The Financial Crime and Compliance (FCC) landscape is on the cusp of a paradigm shift as AI automation begins to make a significant impact on how financial crime is detected. We previously covered more about this shift here, which included a reference to the capability of advanced machine learning to now undertake complex cognitive decision making in high-risk domains such as Anti-Money Laundering (AML). A key element in this transformative capability is the ability for a machine solution, such as Nasdaq Automated Investigator for AML, to fully explain itself in human-friendly language.
Indeed, when AI is able to explain decisions in a human-readable format, the value it provides to financial services organisations reaches beyond just knowing how the decision was made, especially if the decision is of a complex nature that augments an expert analyst’s judgement.
The question that lies at the heart of regulatory audit or quality reviews involving an AI system is ‘Did the machine do what it was supposed to do?’. Explainable machine decision-making outputs allow this question to be answered, and below we set out several of the benefits to this capability for FCC teams.
Five reasons why explainable machine decisions are critical for financial crime and compliance teams:
- Regulatory transparency – the ability to know that the right decisions are being taken goes without saying, but the only way to ensure regulatory transparency and confidence is if you can provide an explanation that is human-readable as to how and why those decisions are being appropriately reached. The ability to provide a clear audit trail that points to factors such as importance rating of decision factors is invaluable and something that many human analyst teams struggle to document.
- Quality assurance – the QA function of all financial services firms want to create confidence in the outputs of any process that is in place, especially when it relates to complex, high-risk judgements. Consistent, easy to read explainable insights to the decision output of machines makes it possible for auditors, stewards, analysts and QA teams to rapidly and confidently sanity check those outputs rather than just taking them at face value.
- Continuous improvement – decision imperfections will always have some level of occurrence regardless of the maturity of technology that can out-perform current standards. Human understanding of the processes that led to an imperfect decision is imperative when it comes to recognising and implementing subsequent effective optimisation and fixes. This symbiotic relationship between human and machine is critical to the scoping, training and management of AI technology.

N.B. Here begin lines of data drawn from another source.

//! Telemetry for the form handler
//!
//! Logging goes through `tracing`; the binary decides how it is rendered.
//! This module holds the Prometheus side:
//!
//! - `metrics` - counters, histogram and gauge for submit attempts
//!
//! These are operational counters only. Nothing here tracks visitors.

pub mod metrics;

pub use metrics::{FormMetrics, FormMetricsRegistry};

use thiserror::Error;

/// Telemetry errors
#[derive(Error, Debug)]
pub enum TelemetryError {
    #[error("Metrics error: {0}")]
    MetricsError(#[from] prometheus::Error),

    #[error("Encoding error: {0}")]
    Encoding(String),
}

pub type Result<T> = std::result::Result<T, TelemetryError>;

- Analyst insight – machine-based decisions will never fully replace expert risk analysts because of the deep understanding of financial transactions that humans have beyond the raw numbers. Explained machine decisions are, however, a powerful way to augment analyst performance in the handling of high-volume alerts and gain insight as to where to best focus their valuable attention or follow new avenues of enquiry.
- Bias correction – biases can exist unawares within a system, and decisions are often trusted without ever interrogating data for mistakes or misinterpretations. Clear explanations of all factors that may lead to unwanted bias creeping into decisions means that they can be assessed to understand risk impact and where necessary fixed as part of a continuous feedback loop.

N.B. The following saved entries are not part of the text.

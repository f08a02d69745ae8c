//! In-memory [`PortalPage`] for tests. Records every edit, click and overlay frame with its virtual timestamp.

use std::{sync::Mutex, time::Duration};

use color_eyre::{Result, eyre::eyre};
use tokio::time::Instant;

use crate::portal::{EvaluationRow, FieldHandle, FieldKind, FormSnapshot, PortalPage, Status};

pub const LIST_URL: &str = "https://portal.test/student/teachingEvaluation/evaluation/index";
pub const DETAIL_URL: &str = "https://portal.test/student/teachingEvaluation/teachingEvaluation/evaluationPage?id=1";

#[derive(Clone, Debug)]
pub struct FakeField {
	pub value: String,
	pub editable: bool,
	/// Sequence number written by the first snapshot that saw this field
	pub tag: Option<usize>,
}

impl FakeField {
	pub fn blank() -> Self {
		Self {
			value: String::new(),
			editable: true,
			tag: None,
		}
	}
}

/// A structural edit the portal makes to the form on its own
#[derive(Clone, Copy, Debug)]
pub enum ShapeChange {
	/// New blank score input at this DOM position
	InsertScore(usize),
	RemoveScore(usize),
}

/// A value write as seen by the page
#[derive(Clone, Debug, PartialEq)]
pub struct Edit {
	pub tag: String,
	pub value: String,
	pub at: Duration,
}

#[derive(Debug)]
struct FakeState {
	started: Instant,
	url: String,
	/// `(from, foreground)` pairs; the last entry whose `from` has passed wins
	visibility: Vec<(Duration, bool)>,
	title: Option<String>,
	scores: Vec<FakeField>,
	comments: Vec<FakeField>,
	form_gone: bool,
	/// Applied lazily once their time has come
	reshapes: Vec<(Duration, ShapeChange)>,
	next_tag: [usize; 2],
	overlay: bool,
	statuses: Vec<(Duration, Status)>,
	submit_present: bool,
	submit_clicks: Vec<Duration>,
	succeed_after: Option<usize>,
	modal_on_submit: bool,
	modal_open: bool,
	modal_clicks: usize,
	dialog_installs: usize,
	probe_broken: bool,
	rows: Vec<EvaluationRow>,
	current_row: Option<usize>,
	row_clicks: Vec<usize>,
	navigations: Vec<String>,
	edits: Vec<Edit>,
	events: Vec<(String, &'static str)>,
}

pub struct FakePortal {
	state: Mutex<FakeState>,
}

impl FakePortal {
	fn with_url(url: &str) -> Self {
		Self {
			state: Mutex::new(FakeState {
				started: Instant::now(),
				url: url.to_string(),
				visibility: vec![(Duration::ZERO, true)],
				title: None,
				scores: Vec::new(),
				comments: Vec::new(),
				form_gone: false,
				reshapes: Vec::new(),
				next_tag: [0, 0],
				overlay: false,
				statuses: Vec::new(),
				submit_present: true,
				submit_clicks: Vec::new(),
				succeed_after: None,
				modal_on_submit: false,
				modal_open: false,
				modal_clicks: 0,
				dialog_installs: 0,
				probe_broken: false,
				rows: Vec::new(),
				current_row: None,
				row_clicks: Vec::new(),
				navigations: Vec::new(),
				edits: Vec::new(),
				events: Vec::new(),
			}),
		}
	}

	/// Detail page with blank score inputs and comment areas
	pub fn detail(scores: usize, comments: usize) -> Self {
		let page = Self::with_url(DETAIL_URL);
		{
			let mut s = page.lock();
			s.scores = vec![FakeField::blank(); scores];
			s.comments = vec![FakeField::blank(); comments];
		}
		page
	}

	/// List page whose rows carry the given completion flags
	pub fn list(statuses: &[&str]) -> Self {
		let page = Self::with_url(LIST_URL);
		page.lock().rows = statuses.iter().map(|s| EvaluationRow { status: s.to_string(), has_button: true }).collect();
		page
	}

	fn lock(&self) -> std::sync::MutexGuard<'_, FakeState> {
		let mut s = self.state.lock().unwrap();
		s.apply_due_reshapes();
		s
	}

	// Setup

	pub fn succeed_after(self, clicks: usize) -> Self {
		self.lock().succeed_after = Some(clicks);
		self
	}

	pub fn without_submit(self) -> Self {
		self.lock().submit_present = false;
		self
	}

	pub fn with_modal(self) -> Self {
		self.lock().modal_on_submit = true;
		self
	}

	pub fn with_broken_probe(self) -> Self {
		self.lock().probe_broken = true;
		self
	}

	pub fn with_scores(self, scores: Vec<FakeField>) -> Self {
		self.lock().scores = scores;
		self
	}

	pub fn with_comment_text(self, text: &str) -> Self {
		self.lock().comments = vec![FakeField {
			value: text.to_string(),
			..FakeField::blank()
		}];
		self
	}

	pub fn set_row_has_button(&self, row: usize, has_button: bool) {
		self.lock().rows[row].has_button = has_button;
	}

	pub fn set_foreground(&self, foreground: bool) {
		let mut s = self.lock();
		let now = s.started.elapsed();
		s.visibility.push((now, foreground));
	}

	/// Flip visibility at a virtual time offset from creation
	pub fn foreground_from(self, at: Duration, foreground: bool) -> Self {
		{
			let mut s = self.lock();
			s.visibility.push((at, foreground));
			s.visibility.sort_by_key(|(at, _)| *at);
		}
		self
	}

	pub fn remove_form(&self) {
		self.lock().form_gone = true;
	}

	/// Change the form's structure at a virtual time offset from creation
	pub fn reshape_at(self, at: Duration, change: ShapeChange) -> Self {
		self.lock().reshapes.push((at, change));
		self
	}

	// Inspection

	pub fn title(&self) -> Option<String> {
		self.lock().title.clone()
	}

	pub fn url(&self) -> String {
		self.lock().url.clone()
	}

	pub fn score_values(&self) -> Vec<String> {
		self.lock().scores.iter().map(|f| f.value.clone()).collect()
	}

	pub fn comment_values(&self) -> Vec<String> {
		self.lock().comments.iter().map(|f| f.value.clone()).collect()
	}

	pub fn edits(&self) -> Vec<Edit> {
		self.lock().edits.clone()
	}

	pub fn edits_of(&self, tag: &str) -> Vec<Edit> {
		self.lock().edits.iter().filter(|e| e.tag == tag).cloned().collect()
	}

	pub fn events(&self) -> Vec<(String, &'static str)> {
		self.lock().events.clone()
	}

	pub fn statuses(&self) -> Vec<Status> {
		self.lock().statuses.iter().map(|(_, s)| s.clone()).collect()
	}

	pub fn last_status(&self) -> Option<Status> {
		self.lock().statuses.last().map(|(_, s)| s.clone())
	}

	pub fn submit_clicks(&self) -> Vec<Duration> {
		self.lock().submit_clicks.clone()
	}

	pub fn modal_clicks(&self) -> usize {
		self.lock().modal_clicks
	}

	pub fn dialog_installs(&self) -> usize {
		self.lock().dialog_installs
	}

	pub fn rows(&self) -> Vec<EvaluationRow> {
		self.lock().rows.clone()
	}

	pub fn row_clicks(&self) -> Vec<usize> {
		self.lock().row_clicks.clone()
	}

	pub fn navigations(&self) -> Vec<String> {
		self.lock().navigations.clone()
	}

	pub fn elapsed(&self) -> Duration {
		self.lock().started.elapsed()
	}
}

impl FakeState {
	fn apply_due_reshapes(&mut self) {
		let now = self.started.elapsed();
		let (due, later): (Vec<_>, Vec<_>) = self.reshapes.drain(..).partition(|(at, _)| *at <= now);
		self.reshapes = later;
		for (_, change) in due {
			match change {
				ShapeChange::InsertScore(at) => self.scores.insert(at, FakeField::blank()),
				ShapeChange::RemoveScore(at) => {
					self.scores.remove(at);
				}
			}
		}
	}

	fn resolve(&mut self, field: &FieldHandle) -> Result<&mut FakeField> {
		if self.form_gone {
			return Err(eyre!("FormShapeChanged: field `{}` no longer present", field.tag));
		}
		let pool = match field.kind {
			FieldKind::Score => &mut self.scores,
			FieldKind::Comment => &mut self.comments,
		};
		pool.iter_mut()
			.find(|f| f.tag == Some(field.ordinal))
			.ok_or_else(|| eyre!("FormShapeChanged: field `{}` no longer present", field.tag))
	}

	/// Tag every untagged field of `kind` that passes `include`, then return all included fields' handles in DOM order
	fn tag_fields(&mut self, kind: FieldKind, include: impl Fn(&FakeField) -> bool) -> Vec<FieldHandle> {
		let (pool, next) = match kind {
			FieldKind::Score => (&mut self.scores, &mut self.next_tag[0]),
			FieldKind::Comment => (&mut self.comments, &mut self.next_tag[1]),
		};
		pool.iter_mut()
			.filter(|f| include(f))
			.map(|f| {
				let tag = *f.tag.get_or_insert_with(|| {
					*next += 1;
					*next - 1
				});
				FieldHandle::new(kind, tag)
			})
			.collect()
	}

	fn fresh_detail_page(&mut self) {
		self.url = DETAIL_URL.to_string();
		self.overlay = false;
		self.modal_open = false;
		self.scores = vec![FakeField::blank()];
		self.comments = vec![FakeField::blank()];
		self.next_tag = [0, 0];
	}
}

impl PortalPage for FakePortal {
	async fn current_url(&self) -> Result<String> {
		Ok(self.url())
	}

	async fn navigate(&self, url: &str) -> Result<()> {
		let mut s = self.lock();
		s.navigations.push(url.to_string());
		s.url = url.to_string();
		s.overlay = false;
		Ok(())
	}

	async fn is_foreground(&self) -> Result<bool> {
		let s = self.lock();
		let now = s.started.elapsed();
		Ok(s.visibility.iter().filter(|(from, _)| *from <= now).last().map(|(_, fg)| *fg).unwrap_or(true))
	}

	async fn set_title(&self, title: &str) -> Result<()> {
		self.lock().title = Some(title.to_string());
		Ok(())
	}

	async fn snapshot_form(&self) -> Result<FormSnapshot> {
		let mut s = self.lock();
		if s.form_gone {
			return Ok(FormSnapshot::default());
		}
		Ok(FormSnapshot {
			scores: s.tag_fields(FieldKind::Score, |f| f.editable),
			comments: s.tag_fields(FieldKind::Comment, |_| true),
		})
	}

	async fn read_value(&self, field: &FieldHandle) -> Result<String> {
		let mut s = self.lock();
		Ok(s.resolve(field)?.value.clone())
	}

	async fn apply_value(&self, field: &FieldHandle, value: &str) -> Result<()> {
		let mut s = self.lock();
		s.resolve(field)?.value = value.to_string();
		let at = s.started.elapsed();
		s.edits.push(Edit {
			tag: field.tag.clone(),
			value: value.to_string(),
			at,
		});
		for event in ["input", "change", "blur"] {
			s.events.push((field.tag.clone(), event));
		}
		Ok(())
	}

	async fn show_status(&self, status: &Status) -> Result<()> {
		let mut s = self.lock();
		s.overlay = true;
		let at = s.started.elapsed();
		s.statuses.push((at, status.clone()));
		Ok(())
	}

	async fn overlay_present(&self) -> Result<bool> {
		let s = self.lock();
		if s.probe_broken {
			return Err(eyre!("Failed to query overlay: target closed"));
		}
		Ok(s.overlay)
	}

	async fn submit_present(&self) -> Result<bool> {
		Ok(self.lock().submit_present)
	}

	async fn click_submit(&self) -> Result<bool> {
		let mut s = self.lock();
		if !s.submit_present {
			return Ok(false);
		}
		let at = s.started.elapsed();
		s.submit_clicks.push(at);
		if s.modal_on_submit {
			s.modal_open = true;
		}
		if s.succeed_after.is_some_and(|n| s.submit_clicks.len() >= n) {
			// The portal redirects back to the list, marking the row done.
			if let Some(row) = s.current_row.take() {
				s.rows[row].status = "是".to_string();
			}
			s.url = LIST_URL.to_string();
			s.overlay = false;
			s.modal_open = false;
		}
		Ok(true)
	}

	async fn click_modal_confirm(&self) -> Result<bool> {
		let mut s = self.lock();
		if !s.modal_open {
			return Ok(false);
		}
		s.modal_open = false;
		s.modal_clicks += 1;
		Ok(true)
	}

	async fn accept_dialogs(&self) -> Result<()> {
		self.lock().dialog_installs += 1;
		Ok(())
	}

	async fn evaluation_rows(&self) -> Result<Vec<EvaluationRow>> {
		Ok(self.rows())
	}

	async fn click_row_entry(&self, row: usize) -> Result<bool> {
		let mut s = self.lock();
		if !s.rows.get(row).is_some_and(|r| r.has_button) {
			return Ok(false);
		}
		s.row_clicks.push(row);
		s.current_row = Some(row);
		s.fresh_detail_page();
		Ok(true)
	}

	async fn page_html(&self) -> Result<String> {
		Ok(format!("<html><!-- {} --></html>", self.url()))
	}
}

In many industries, it will not always be necessary for a machine to fully explain whether it did what it was expected to do, but in financial services, the need is critical, and the value goes far beyond just being able to prove to an auditor that the right decision was taken. Explainable insights will revolutionise the way high performing FCC teams operate and make a material difference to them, focusing on the investigations that really matter in financial crime.